The approved Ameren Missouri plan includes strict consumer protection measures, aligned with state law (Senate Bill 4), requiring new large load users to pay upfront 100% of direct interconnection costs, as well as financial security and collateral requirements equivalent to two years of monthly minimum bills. The approved rate structure includes several additional consumer protection measures, including:

  • No rate discounts or incentives for large load customers.

  • Minimum monthly demand charge of 80% of the large load customer's maximum requested electric demand, even if they use less.

  • Required long-term contracts of at least 12 and up to 17 years, with automatic extension and early termination fees if minimum obligations are not met.

  • Sharing revenues with other customer classes, including income-eligible customers, when Ameren Missouri's profits exceed authorized levels.

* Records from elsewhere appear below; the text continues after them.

//! Unified error codes for AptCare
//!
//! This module defines all error codes used across the desk server and clients.
//! Error codes are organized by category:
//! - 0xxx: General errors
//! - 1xxx: User errors
//! - 2xxx: Complaint errors
//! - 3xxx: Feedback errors
//! - 9xxx: System errors

use serde::{Deserialize, Serialize};
use std::fmt;

/// Unified error code enum
///
/// All error codes are represented as u16 values for efficient serialization
/// and cross-language compatibility (Rust, TypeScript, etc.)
#[derive(Debug, Clone, Copy, PartialEq, Eq, Hash, Serialize, Deserialize)]
#[serde(into = "u16", try_from = "u16")]
#[repr(u16)]
pub enum ErrorCode {
    // ==================== 0xxx: General ====================
    /// Operation completed successfully
    Success = 0,
    /// Unknown error
    Unknown = 1,
    /// Validation failed
    ValidationFailed = 2,
    /// Resource not found
    NotFound = 3,
    /// Resource already exists
    AlreadyExists = 4,
    /// Invalid request
    InvalidRequest = 5,

    // ==================== 1xxx: User ====================
    /// Acting user header is missing from the request
    ActingUserMissing = 1001,
    /// Acting user is not in the directory
    ActingUserUnknown = 1002,
    /// User not found
    UserNotFound = 1003,
    /// User is not a maintenance worker
    NotAWorker = 1004,
    /// Operation requires the resident role
    ResidentRequired = 1005,
    /// Operation requires the admin role
    AdminRequired = 1006,

    // ==================== 2xxx: Complaint ====================
    /// Complaint not found
    ComplaintNotFound = 2001,
    /// Status transition is not allowed
    InvalidStatusTransition = 2002,
    /// Complaint already has a worker assigned
    ComplaintAlreadyAssigned = 2003,
    /// Acting worker is not the assigned worker
    NotAssignedWorker = 2004,
    /// Acting resident does not own the complaint
    NotComplaintOwner = 2005,

    // ==================== 3xxx: Feedback ====================
    /// Feedback has already been submitted
    FeedbackAlreadySubmitted = 3001,
    /// Rating is outside the accepted range
    RatingOutOfRange = 3002,
    /// Complaint is not completed yet
    ComplaintNotCompleted = 3003,

    // ==================== 9xxx: System ====================
    /// Internal server error
    InternalError = 9001,
}

impl ErrorCode {
    /// Get the numeric code value
    #[inline]
    pub const fn code(&self) -> u16 {
        *self as u16
    }

    /// Check if this is a success code
    #[inline]
    pub const fn is_success(&self) -> bool {
        matches!(self, ErrorCode::Success)
    }

    /// Get the developer-facing English message for this error code
    pub const fn message(&self) -> &'static str {
        match self {
            // General
            ErrorCode::Success => "Operation completed successfully",
            ErrorCode::Unknown => "An unknown error occurred",
            ErrorCode::ValidationFailed => "Validation failed",
            ErrorCode::NotFound => "Resource not found",
            ErrorCode::AlreadyExists => "Resource already exists",
            ErrorCode::InvalidRequest => "Invalid request",

            // User
            ErrorCode::ActingUserMissing => "Acting user header is missing",
            ErrorCode::ActingUserUnknown => "Acting user is not in the directory",
            ErrorCode::UserNotFound => "User not found",
            ErrorCode::NotAWorker => "User is not a maintenance worker",
            ErrorCode::ResidentRequired => "Only residents can perform this operation",
            ErrorCode::AdminRequired => "Only admins can perform this operation",

            // Complaint
            ErrorCode::ComplaintNotFound => "Complaint not found",
            ErrorCode::InvalidStatusTransition => "Status transition is not allowed",
            ErrorCode::ComplaintAlreadyAssigned => "Complaint already has a worker assigned",
            ErrorCode::NotAssignedWorker => "Only the assigned worker can update this complaint",
            ErrorCode::NotComplaintOwner => "Only the submitting resident can rate this complaint",

            // Feedback
            ErrorCode::FeedbackAlreadySubmitted => "Feedback has already been submitted",
            ErrorCode::RatingOutOfRange => "Rating must be between 1 and 5",
            ErrorCode::ComplaintNotCompleted => "Complaint is not completed yet",

            // System
            ErrorCode::InternalError => "Internal server error",
        }
    }
}

impl From<ErrorCode> for u16 {
    #[inline]
    fn from(code: ErrorCode) -> Self {
        code.code()
    }
}

/// Error when converting from an invalid u16 to ErrorCode
#[derive(Debug, Clone, Copy, PartialEq, Eq)]
pub struct InvalidErrorCode(pub u16);

impl fmt::Display for InvalidErrorCode {
    fn fmt(&self, f: &mut fmt::Formatter<'_>) -> fmt::Result {
        write!(f, "invalid error code: {}", self.0)
    }
}

impl std::error::Error for InvalidErrorCode {}

impl TryFrom<u16> for ErrorCode {
    type Error = InvalidErrorCode;

    fn try_from(value: u16) -> Result<Self, Self::Error> {
        match value {
            // General
            0 => Ok(ErrorCode::Success),
            1 => Ok(ErrorCode::Unknown),
            2 => Ok(ErrorCode::ValidationFailed),
            3 => Ok(ErrorCode::NotFound),
            4 => Ok(ErrorCode::AlreadyExists),
            5 => Ok(ErrorCode::InvalidRequest),

            // User
            1001 => Ok(ErrorCode::ActingUserMissing),
            1002 => Ok(ErrorCode::ActingUserUnknown),
            1003 => Ok(ErrorCode::UserNotFound),
            1004 => Ok(ErrorCode::NotAWorker),
            1005 => Ok(ErrorCode::ResidentRequired),
            1006 => Ok(ErrorCode::AdminRequired),

            // Complaint
            2001 => Ok(ErrorCode::ComplaintNotFound),
            2002 => Ok(ErrorCode::InvalidStatusTransition),
            2003 => Ok(ErrorCode::ComplaintAlreadyAssigned),
            2004 => Ok(ErrorCode::NotAssignedWorker),
            2005 => Ok(ErrorCode::NotComplaintOwner),

            // Feedback
            3001 => Ok(ErrorCode::FeedbackAlreadySubmitted),
            3002 => Ok(ErrorCode::RatingOutOfRange),
            3003 => Ok(ErrorCode::ComplaintNotCompleted),

            // System
            9001 => Ok(ErrorCode::InternalError),

            _ => Err(InvalidErrorCode(value)),
        }
    }
}

impl fmt::Display for ErrorCode {
    fn fmt(&self, f: &mut fmt::Formatter<'_>) -> fmt::Result {
        write!(f, "{}", self.code())
    }
}

#[cfg(test)]
mod tests {
    use super::*;

    #[test]
    fn test_error_code_values() {
        // General
        assert_eq!(ErrorCode::Success.code(), 0);
        assert_eq!(ErrorCode::Unknown.code(), 1);
        assert_eq!(ErrorCode::ValidationFailed.code(), 2);
        assert_eq!(ErrorCode::NotFound.code(), 3);
        assert_eq!(ErrorCode::AlreadyExists.code(), 4);
        assert_eq!(ErrorCode::InvalidRequest.code(), 5);

        // User
        assert_eq!(ErrorCode::ActingUserMissing.code(), 1001);
        assert_eq!(ErrorCode::ActingUserUnknown.code(), 1002);
        assert_eq!(ErrorCode::UserNotFound.code(), 1003);
        assert_eq!(ErrorCode::NotAWorker.code(), 1004);
        assert_eq!(ErrorCode::ResidentRequired.code(), 1005);
        assert_eq!(ErrorCode::AdminRequired.code(), 1006);

        // Complaint
        assert_eq!(ErrorCode::ComplaintNotFound.code(), 2001);
        assert_eq!(ErrorCode::InvalidStatusTransition.code(), 2002);
        assert_eq!(ErrorCode::ComplaintAlreadyAssigned.code(), 2003);
        assert_eq!(ErrorCode::NotAssignedWorker.code(), 2004);
        assert_eq!(ErrorCode::NotComplaintOwner.code(), 2005);

        // Feedback
        assert_eq!(ErrorCode::FeedbackAlreadySubmitted.code(), 3001);
        assert_eq!(ErrorCode::RatingOutOfRange.code(), 3002);
        assert_eq!(ErrorCode::ComplaintNotCompleted.code(), 3003);

        // System
        assert_eq!(ErrorCode::InternalError.code(), 9001);
    }

    #[test]
    fn test_is_success() {
        assert!(ErrorCode::Success.is_success());
        assert!(!ErrorCode::Unknown.is_success());
        assert!(!ErrorCode::ComplaintNotFound.is_success());
        assert!(!ErrorCode::InternalError.is_success());
    }

    #[test]
    fn test_try_from_valid() {
        assert_eq!(ErrorCode::try_from(0), Ok(ErrorCode::Success));
        assert_eq!(ErrorCode::try_from(1001), Ok(ErrorCode::ActingUserMissing));
        assert_eq!(ErrorCode::try_from(2001), Ok(ErrorCode::ComplaintNotFound));
        assert_eq!(ErrorCode::try_from(9001), Ok(ErrorCode::InternalError));
    }

    #[test]
    fn test_try_from_invalid() {
        assert_eq!(ErrorCode::try_from(999), Err(InvalidErrorCode(999)));
        assert_eq!(ErrorCode::try_from(4001), Err(InvalidErrorCode(4001)));
        assert_eq!(ErrorCode::try_from(10000), Err(InvalidErrorCode(10000)));
    }

    #[test]
    fn test_serialize() {
        let code = ErrorCode::NotFound;
        let json = serde_json::to_string(&code).unwrap();
        assert_eq!(json, "3");

        let code = ErrorCode::ComplaintNotFound;
        let json = serde_json::to_string(&code).unwrap();
        assert_eq!(json, "2001");

        let code = ErrorCode::Success;
        let json = serde_json::to_string(&code).unwrap();
        assert_eq!(json, "0");
    }

    #[test]
    fn test_deserialize() {
        let code: ErrorCode = serde_json::from_str("0").unwrap();
        assert_eq!(code, ErrorCode::Success);

        let code: ErrorCode = serde_json::from_str("2001").unwrap();
        assert_eq!(code, ErrorCode::ComplaintNotFound);

        let code: ErrorCode = serde_json::from_str("9001").unwrap();
        assert_eq!(code, ErrorCode::InternalError);
    }

    #[test]
    fn test_deserialize_invalid() {
        let result: Result<ErrorCode, _> = serde_json::from_str("999");
        assert!(result.is_err());

        let result: Result<ErrorCode, _> = serde_json::from_str("10000");
        assert!(result.is_err());
    }

    #[test]
    fn test_display() {
        assert_eq!(format!("{}", ErrorCode::Success), "0");
        assert_eq!(format!("{}", ErrorCode::NotFound), "3");
        assert_eq!(format!("{}", ErrorCode::ComplaintNotFound), "2001");
        assert_eq!(format!("{}", ErrorCode::InternalError), "9001");
    }

    #[test]
    fn test_message() {
        assert_eq!(
            ErrorCode::Success.message(),
            "Operation completed successfully"
        );
        assert_eq!(ErrorCode::NotFound.message(), "Resource not found");
        assert_eq!(ErrorCode::ComplaintNotFound.message(), "Complaint not found");
        assert_eq!(ErrorCode::InternalError.message(), "Internal server error");
    }

    #[test]
    fn test_roundtrip() {
        let codes = [
            ErrorCode::Success,
            ErrorCode::ActingUserUnknown,
            ErrorCode::NotAWorker,
            ErrorCode::InvalidStatusTransition,
            ErrorCode::FeedbackAlreadySubmitted,
            ErrorCode::InternalError,
        ];

        for code in codes {
            let json = serde_json::to_string(&code).unwrap();
            let parsed: ErrorCode = serde_json::from_str(&json).unwrap();
            assert_eq!(code, parsed);
        }
    }
}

From an economic development perspective, the Powering Missouri Growth Plan offers competitive terms that protect existing customers and supports the Show-Me State in welcoming new and growing industries. Timely approval by the PSC helps position communities in Ameren Missouri's service territory to attract billions of dollars in investment and thousands of new jobs across the state, keeping Missouri at the forefront of economic growth.

"Availability, reliability and affordability of energy are among the top considerations for any business looking to locate in our state," said Rob Dixon, vice president of legislative and regulatory affairs for Ameren Missouri. "With our balanced energy mix, a robust and reliable transmission system and some of the lowest electric rates in the country, we're sending a clear message: Missouri is open for business."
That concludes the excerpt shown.